Stored data entries
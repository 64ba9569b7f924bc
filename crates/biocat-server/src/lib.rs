//! biocat server library
//!
//! HTTP service for a protein catalog: proteins, their source organisms,
//! Pfam families and the domain spans assigned to each protein.
//!
//! # Architecture
//!
//! Handlers follow a CQRS split:
//!
//! - **Commands** (create, update, delete a protein aggregate) run inside a
//!   single store transaction that either commits fully or leaves nothing
//!   behind.
//! - **Queries** (protein detail, listings by taxon, coverage, Pfam detail)
//!   only read.
//!
//! Each feature under [`features`] owns its commands, queries and routes.
//! Persistence goes through the [`store::CatalogStore`] trait, backed by
//! PostgreSQL in production and by an in-memory store for tests and demos.
//!
//! # Example
//!
//! ```no_run
//! use biocat_server::{api, config::Config};
//!
//! #[tokio::main]
//! async fn main() -> anyhow::Result<()> {
//!     let config = Config::load()?;
//!     api::serve(config).await?;
//!     Ok(())
//! }
//! ```

pub mod api;
pub mod config;
pub mod cqrs;
pub mod db;
pub mod error;
pub mod features;
pub mod middleware;
pub mod models;
pub mod store;

pub use error::AppError;
//! HTML entry form for creating a protein by hand

pub mod page;
pub mod routes;

pub use routes::forms_routes;
//! Wire types for the protein aggregate
//!
//! [`ProteinPayload`] is what clients send: every field optional so that
//! validation can report all missing fields at once. [`ProteinInput`] is the
//! validated form the commands work with. [`ProteinAggregate`] is what the
//! API returns.

use serde::{Deserialize, Deserializer, Serialize};

use crate::features::shared::validation::{indexed, FieldChecks, InvalidFields};
use crate::models::{
    AssignmentDetail, Organism, OrganismFields, Pfam, ACCESSION_MAX_LEN, DESCRIPTION_MAX_LEN,
    TAXON_NAME_MAX_LEN,
};
use crate::store::{CatalogTx, StoreError, StoreResult};

/// Distinguishes an absent key (`None`) from an explicit `null` (`Some(None)`)
fn present<'de, D, T>(deserializer: D) -> Result<Option<Option<T>>, D::Error>
where
    D: Deserializer<'de>,
    T: Deserialize<'de>,
{
    Option::<T>::deserialize(deserializer).map(Some)
}

#[derive(Debug, Clone, Default, PartialEq, Serialize, Deserialize)]
pub struct TaxonomyPayload {
    /// Required key; `null` is a valid value
    #[serde(
        default,
        deserialize_with = "present",
        skip_serializing_if = "Option::is_none"
    )]
    pub taxa_id: Option<Option<i32>>,
    pub clade: Option<String>,
    pub genus: Option<String>,
    pub species: Option<String>,
}

#[derive(Debug, Clone, Default, PartialEq, Serialize, Deserialize)]
pub struct PfamPayload {
    pub domain_id: Option<String>,
    pub domain_description: Option<String>,
}

#[derive(Debug, Clone, Default, PartialEq, Serialize, Deserialize)]
pub struct DomainEntryPayload {
    pub pfam_id: Option<PfamPayload>,
    pub description: Option<String>,
    pub start: Option<i32>,
    #[serde(alias = "end")]
    pub stop: Option<i32>,
}

/// Protein aggregate as submitted for create or update
#[derive(Debug, Clone, Default, PartialEq, Serialize, Deserialize)]
pub struct ProteinPayload {
    pub protein_id: Option<String>,
    pub sequence: Option<String>,
    pub length: Option<i32>,
    pub id_custom: Option<i32>,
    #[serde(alias = "organism")]
    pub taxonomy: Option<TaxonomyPayload>,
    #[serde(default)]
    pub domains: Vec<DomainEntryPayload>,
}

/// One validated domain-assignment entry
#[derive(Debug, Clone, PartialEq, Eq)]
pub struct DomainEntry {
    pub pfam: Pfam,
    pub description: String,
    pub start: i32,
    pub end: i32,
}

/// Validated protein aggregate
#[derive(Debug, Clone, PartialEq, Eq)]
pub struct ProteinInput {
    pub protein_id: String,
    pub sequence: String,
    pub length: i32,
    pub id_custom: Option<i32>,
    pub organism: OrganismFields,
    pub domains: Vec<DomainEntry>,
}

impl ProteinPayload {
    /// Check every field, returning the dotted paths of those missing or too long
    pub fn into_input(self) -> Result<ProteinInput, InvalidFields> {
        let mut checks = FieldChecks::new();

        let protein_id = checks.require_text_max("protein_id", self.protein_id, ACCESSION_MAX_LEN);
        let sequence = checks.require_text("sequence", self.sequence);

        let organism = match checks.require("taxonomy", self.taxonomy) {
            Some(taxonomy) => {
                let taxa_id = checks.require("taxonomy.taxa_id", taxonomy.taxa_id);
                let clade =
                    checks.require_text_max("taxonomy.clade", taxonomy.clade, TAXON_NAME_MAX_LEN);
                let genus =
                    checks.require_text_max("taxonomy.genus", taxonomy.genus, TAXON_NAME_MAX_LEN);
                let species = checks.require_text_max(
                    "taxonomy.species",
                    taxonomy.species,
                    TAXON_NAME_MAX_LEN,
                );
                match (taxa_id, clade, genus, species) {
                    (Some(taxa_id), Some(clade), Some(genus), Some(species)) => {
                        Some(OrganismFields {
                            taxa_id,
                            clade,
                            genus,
                            species,
                        })
                    },
                    _ => None,
                }
            },
            None => None,
        };

        let mut domains = Vec::with_capacity(self.domains.len());
        for (index, entry) in self.domains.into_iter().enumerate() {
            let pfam = match checks.require(indexed("domains", index, "pfam_id"), entry.pfam_id) {
                Some(pfam) => {
                    let domain_id = checks.require_text_max(
                        indexed("domains", index, "pfam_id.domain_id"),
                        pfam.domain_id,
                        ACCESSION_MAX_LEN,
                    );
                    let domain_description = checks.require_text_max(
                        indexed("domains", index, "pfam_id.domain_description"),
                        pfam.domain_description,
                        DESCRIPTION_MAX_LEN,
                    );
                    domain_id.zip(domain_description).map(|(domain_id, domain_description)| {
                        Pfam {
                            domain_id,
                            domain_description,
                        }
                    })
                },
                None => None,
            };
            let description = checks.require_text_max(
                indexed("domains", index, "description"),
                entry.description,
                DESCRIPTION_MAX_LEN,
            );
            let start = checks.require(indexed("domains", index, "start"), entry.start);
            let end = checks.require(indexed("domains", index, "stop"), entry.stop);

            if let (Some(pfam), Some(description), Some(start), Some(end)) =
                (pfam, description, start, end)
            {
                domains.push(DomainEntry {
                    pfam,
                    description,
                    start,
                    end,
                });
            }
        }

        match (protein_id, sequence, organism) {
            (Some(protein_id), Some(sequence), Some(organism)) if checks.is_empty() => {
                Ok(ProteinInput {
                    protein_id,
                    sequence,
                    length: self.length.unwrap_or(0),
                    id_custom: self.id_custom,
                    organism,
                    domains,
                })
            },
            _ => Err(checks.into_errors()),
        }
    }
}

/// One domain assignment as returned inside a [`ProteinAggregate`]
#[derive(Debug, Clone, PartialEq, Eq, Serialize, Deserialize)]
pub struct DomainView {
    pub pfam_id: Option<Pfam>,
    /// The Pfam family description, or the domain's own when unclassified
    pub description: String,
    pub start: i32,
    pub stop: i32,
}

impl From<AssignmentDetail> for DomainView {
    fn from(detail: AssignmentDetail) -> Self {
        let pfam_id = match (detail.pfam_id, detail.pfam_description.clone()) {
            (Some(domain_id), Some(domain_description)) => Some(Pfam {
                domain_id,
                domain_description,
            }),
            _ => None,
        };
        Self {
            pfam_id,
            description: detail
                .pfam_description
                .unwrap_or(detail.domain_description),
            start: detail.start_pos,
            stop: detail.end_pos,
        }
    }
}

/// Protein with its organism and domain assignments
#[derive(Debug, Clone, PartialEq, Eq, Serialize, Deserialize)]
pub struct ProteinAggregate {
    pub protein_id: String,
    pub sequence: String,
    pub taxonomy: Organism,
    pub length: i32,
    #[serde(default, skip_serializing_if = "Option::is_none")]
    pub id_custom: Option<i32>,
    pub domains: Vec<DomainView>,
}

/// Read the aggregate rooted at `protein_id` inside `tx`
pub async fn load_aggregate(
    tx: &mut dyn CatalogTx,
    protein_id: &str,
) -> StoreResult<Option<ProteinAggregate>> {
    let Some(protein) = tx.get_protein(protein_id).await? else {
        return Ok(None);
    };
    let taxonomy = tx
        .get_organism(protein.organism_id)
        .await?
        .ok_or_else(|| StoreError::missing("protein", &protein.protein_id))?;
    let domains = tx
        .list_assignment_details(&protein.protein_id)
        .await?
        .into_iter()
        .map(DomainView::from)
        .collect();

    Ok(Some(ProteinAggregate {
        protein_id: protein.protein_id,
        sequence: protein.sequence,
        taxonomy,
        length: protein.length,
        id_custom: protein.id_custom,
        domains,
    }))
}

What the task requires
Would you copy out each line of the records above where the word "inside" occurs?

Task solution
//! - **Commands** (create, update, delete a protein aggregate) run inside a
/// One domain assignment as returned inside a [`ProteinAggregate`]
/// Read the aggregate rooted at `protein_id` inside `tx`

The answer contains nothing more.